La limo no es una limo cualquiera. La luces tienen bajo voltaje y faltan varias, en la mesa hay dos gaseosas a medio llenar, y olor a felpudos ácidos. Jorge, amontonado entre el bajista y la puerta, recuerda que olvidó las letras que adornan el pecho del traje de Superman que usará en una parte del show y llama por teléfono a su madre.

—Hola, mamá, llamá a papá, decile que agarre las eses que quedaron en el comedor y que las lleve al estadio.

En la puerta del  club Atenas donde hay varias parrillas en las que se asan chorizos, señores voceándolos a dos pesos y una fila de gente esperando para entrar.

Cuando ellos cinco bajan del auto nadie se les tira encima. Nadie aúlla, nadie corre. Pero ellos fingen que sí, y atraviesan el patio mirando el piso como hacen los famosos, y entran al club. Allí, el escenario espera, cubierto de globos  celestes y blancos.

—Uh, quedó buenísimo –dicen todos, admirados ante la escenografía escolar.

El camarín no es en plural, sino uno solo: una habitación grande, sin espejos. La capa de rey que usará Jorge, por la que pagó mil quinientos dólares hace seis años, está desplegada sobre una silla. La corona de hojalata que completa el atuendo está guardada en una bolsa que dice Carrefour. Olga, pequeña y dócil, custodia el vestuario. Jorge no saluda ni mira alrededor cuando pide:

—Olga, ¿hay medias blancas?

 

 

 

Entre el público hay señoras añosas y no tanto, sus maridos, chicos muy jóvenes, parejas de edad mediana.  

En el camarín, Jorge se viste de completo blanco. Lleva el pelo con fijador, los bigotes teñidos de negro. Álvaro Navarro Khan se calza un capote blanco, Andrés de Charras unas calzas de leopardo.

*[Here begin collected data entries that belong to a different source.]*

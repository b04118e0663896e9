//! Username type.

use core::fmt;

use serde::{Deserialize, Serialize};

/// Errors that can occur when parsing a [`Username`].
#[derive(thiserror::Error, Debug, Clone, PartialEq, Eq)]
pub enum UsernameError {
    /// The input string is empty.
    #[error("username cannot be empty")]
    Empty,
    /// The input string is too long.
    #[error("username must be at most {max} characters")]
    TooLong {
        /// Maximum allowed length.
        max: usize,
    },
    /// The input contains whitespace or a control character.
    #[error("username cannot contain spaces or control characters")]
    InvalidCharacter,
}

/// A login name.
///
/// Usernames are compared exactly (case-sensitive) and are unique across the
/// shop.
///
/// ## Constraints
///
/// - Length: 1-64 characters
/// - No whitespace and no control characters
///
/// ## Examples
///
/// ```
/// use bazaar_core::Username;
///
/// assert!(Username::parse("buyer_01").is_ok());
/// assert!(Username::parse("hoa.nguyen").is_ok());
///
/// assert!(Username::parse("").is_err());
/// assert!(Username::parse("two words").is_err());
/// ```
#[derive(Debug, Clone, Serialize, Deserialize, PartialEq, Eq, Hash)]
#[serde(try_from = "String", into = "String")]
pub struct Username(String);

impl Username {
    /// Maximum length of a username, in characters.
    pub const MAX_LENGTH: usize = 64;

    /// Parse a `Username` from a string.
    ///
    /// # Errors
    ///
    /// Returns an error if the input is empty, longer than 64 characters, or
    /// contains whitespace or control characters.
    pub fn parse(s: &str) -> Result<Self, UsernameError> {
        if s.is_empty() {
            return Err(UsernameError::Empty);
        }

        if s.chars().count() > Self::MAX_LENGTH {
            return Err(UsernameError::TooLong {
                max: Self::MAX_LENGTH,
            });
        }

        if s.chars().any(|c| c.is_whitespace() || c.is_control()) {
            return Err(UsernameError::InvalidCharacter);
        }

        Ok(Self(s.to_owned()))
    }

    /// Returns the username as a string slice.
    #[must_use]
    pub fn as_str(&self) -> &str {
        &self.0
    }

    /// Consumes the `Username` and returns its inner string.
    #[must_use]
    pub fn into_inner(self) -> String {
        self.0
    }
}

impl fmt::Display for Username {
    fn fmt(&self, f: &mut fmt::Formatter<'_>) -> fmt::Result {
        write!(f, "{}", self.0)
    }
}

impl std::str::FromStr for Username {
    type Err = UsernameError;

    fn from_str(s: &str) -> Result<Self, Self::Err> {
        Self::parse(s)
    }
}

impl TryFrom<String> for Username {
    type Error = UsernameError;

    fn try_from(value: String) -> Result<Self, Self::Error> {
        Self::parse(&value)
    }
}

impl From<Username> for String {
    fn from(username: Username) -> Self {
        username.0
    }
}

impl AsRef<str> for Username {
    fn as_ref(&self) -> &str {
        &self.0
    }
}

#[cfg(test)]
#[allow(clippy::unwrap_used)]
mod tests {
    use super::*;

    #[test]
    fn test_parse_valid() {
        let username = Username::parse("shop_admin").unwrap();
        assert_eq!(username.as_str(), "shop_admin");
    }

    #[test]
    fn test_parse_keeps_unicode() {
        let username = Username::parse("quỳnh").unwrap();
        assert_eq!(username.to_string(), "quỳnh");
    }

    #[test]
    fn test_parse_empty() {
        assert_eq!(Username::parse(""), Err(UsernameError::Empty));
    }

    #[test]
    fn test_parse_too_long() {
        let long = "a".repeat(Username::MAX_LENGTH + 1);
        assert!(matches!(
            Username::parse(&long),
            Err(UsernameError::TooLong { .. })
        ));
    }

    #[test]
    fn test_parse_at_max_length() {
        let exact = "a".repeat(Username::MAX_LENGTH);
        assert!(Username::parse(&exact).is_ok());
    }

    #[test]
    fn test_parse_rejects_whitespace() {
        assert_eq!(
            Username::parse(" padded"),
            Err(UsernameError::InvalidCharacter)
        );
        assert_eq!(
            Username::parse("tab\tname"),
            Err(UsernameError::InvalidCharacter)
        );
    }

    #[test]
    fn test_deserialize_validates() {
        let parsed: Result<Username, _> = serde_json::from_str("\"has space\"");
        assert!(parsed.is_err());

        let parsed: Username = serde_json::from_str("\"buyer\"").unwrap();
        assert_eq!(parsed.as_str(), "buyer");
    }

    #[test]
    fn test_from_str() {
        let username: Username = "buyer".parse().unwrap();
        assert_eq!(username.as_ref(), "buyer");
    }
}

—Boludo,  ya empieza, vamos –le dice Andrés a Álvaro, y ambos caminan hacia el escenario.

Jorge no escucha, no mira, no responde. Es una herramienta eficaz: alguien que es, profundamente, otro.

—Vamos –le dice a nadie.

Y sale del camarín y se acerca al escenario y oculto todavía, al pie de la escalera, mientras nadie lo ve, cierra los ojos, levanta el micrófono.

Empieza a cantar.

 

 

 

Son las doce de la noche. Hace dos horas, cuando todo comenzó, la gente no gritaba.

Nadie levantaba los puños ni cerraba los ojos ni miraba el escenario con arrobo. La gente aplaudía un poco, y nada más. La gente gritaba un poco, y nada más. La gente bailaba un poco, y nada más.

Pero ahora los temas corren y Jorge corre: baja del escenario, se cambia de ropa, pide agua, pide a Olga, pide medias blancas, pide su traje rosa satín, su campera amarilla, va del camarín al escenario y del escenario al camarín, productor, sonidista, modisto y maquillador, se disfraza de Superman y canta Mother of love, se calza pechos de mujer y canta I want to brake free, y al final, cuando sale con su capa de rey de armiño que es peluche y canta We are the champions y se envuelve en una bandera argentina, el rey que es reina, el hijo mayor de los Busetto, el médico de todos, se abre en cruz y siente que es cierto: que sucede. Que ha sucedido una vez más.

Que él es Freddie Mercury.

Que Jorge Busetto es Freddie Mercury.